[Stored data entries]
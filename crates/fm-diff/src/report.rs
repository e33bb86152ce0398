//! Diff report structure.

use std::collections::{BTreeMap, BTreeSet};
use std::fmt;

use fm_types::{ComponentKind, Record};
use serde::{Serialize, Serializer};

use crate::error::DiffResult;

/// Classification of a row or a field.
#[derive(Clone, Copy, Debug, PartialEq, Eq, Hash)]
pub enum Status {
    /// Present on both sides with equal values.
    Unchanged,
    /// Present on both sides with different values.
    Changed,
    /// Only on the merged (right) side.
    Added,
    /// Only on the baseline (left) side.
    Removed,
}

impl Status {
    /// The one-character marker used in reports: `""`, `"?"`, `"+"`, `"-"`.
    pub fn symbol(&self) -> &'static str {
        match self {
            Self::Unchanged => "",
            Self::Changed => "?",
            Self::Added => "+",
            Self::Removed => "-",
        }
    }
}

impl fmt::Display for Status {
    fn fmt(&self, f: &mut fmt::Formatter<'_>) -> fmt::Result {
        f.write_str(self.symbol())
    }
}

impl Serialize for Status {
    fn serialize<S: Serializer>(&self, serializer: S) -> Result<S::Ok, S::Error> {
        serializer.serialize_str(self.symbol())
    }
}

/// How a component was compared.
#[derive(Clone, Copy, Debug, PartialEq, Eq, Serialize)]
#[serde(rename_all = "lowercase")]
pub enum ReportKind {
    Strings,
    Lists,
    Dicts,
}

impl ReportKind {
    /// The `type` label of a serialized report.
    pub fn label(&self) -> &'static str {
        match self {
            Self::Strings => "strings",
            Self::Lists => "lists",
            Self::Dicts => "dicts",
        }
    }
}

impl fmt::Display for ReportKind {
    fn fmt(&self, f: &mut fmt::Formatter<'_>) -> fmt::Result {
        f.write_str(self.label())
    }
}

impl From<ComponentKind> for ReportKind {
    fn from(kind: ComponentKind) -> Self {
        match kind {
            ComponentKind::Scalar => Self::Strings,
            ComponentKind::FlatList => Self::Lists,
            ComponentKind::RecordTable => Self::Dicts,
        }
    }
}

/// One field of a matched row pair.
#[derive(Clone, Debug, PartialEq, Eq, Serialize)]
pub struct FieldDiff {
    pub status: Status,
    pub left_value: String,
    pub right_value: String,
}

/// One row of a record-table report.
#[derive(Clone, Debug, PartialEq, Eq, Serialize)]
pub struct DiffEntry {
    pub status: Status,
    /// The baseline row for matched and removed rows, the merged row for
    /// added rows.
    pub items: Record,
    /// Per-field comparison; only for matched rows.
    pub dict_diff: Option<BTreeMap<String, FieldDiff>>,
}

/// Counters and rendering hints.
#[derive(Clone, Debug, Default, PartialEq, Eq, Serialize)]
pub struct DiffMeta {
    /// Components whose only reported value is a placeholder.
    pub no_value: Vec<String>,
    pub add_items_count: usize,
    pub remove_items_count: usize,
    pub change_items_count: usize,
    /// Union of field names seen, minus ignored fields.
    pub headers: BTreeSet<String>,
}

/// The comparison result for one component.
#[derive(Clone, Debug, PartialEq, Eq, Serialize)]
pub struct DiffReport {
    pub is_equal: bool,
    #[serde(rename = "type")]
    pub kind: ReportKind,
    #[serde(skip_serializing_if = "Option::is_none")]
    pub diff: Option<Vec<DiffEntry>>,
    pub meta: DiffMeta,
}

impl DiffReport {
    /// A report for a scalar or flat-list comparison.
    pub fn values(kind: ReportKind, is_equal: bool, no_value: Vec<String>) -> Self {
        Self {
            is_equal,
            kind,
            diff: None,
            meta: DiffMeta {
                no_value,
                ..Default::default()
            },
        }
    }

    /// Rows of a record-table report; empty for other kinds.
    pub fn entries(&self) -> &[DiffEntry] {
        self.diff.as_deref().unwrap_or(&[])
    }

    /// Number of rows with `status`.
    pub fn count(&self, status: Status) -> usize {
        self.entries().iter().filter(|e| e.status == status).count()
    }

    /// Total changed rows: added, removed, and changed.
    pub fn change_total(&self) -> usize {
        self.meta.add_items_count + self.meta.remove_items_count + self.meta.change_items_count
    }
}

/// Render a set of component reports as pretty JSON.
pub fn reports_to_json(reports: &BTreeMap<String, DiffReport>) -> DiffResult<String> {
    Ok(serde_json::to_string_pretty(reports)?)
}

▸ **Exercise aim**: Search the records for the word "ReportKind", then list every line that has it.

▸ **Written reply**:
pub enum ReportKind {
impl ReportKind {
impl fmt::Display for ReportKind {
impl From<ComponentKind> for ReportKind {
    pub kind: ReportKind,
    pub fn values(kind: ReportKind, is_equal: bool, no_value: Vec<String>) -> Self {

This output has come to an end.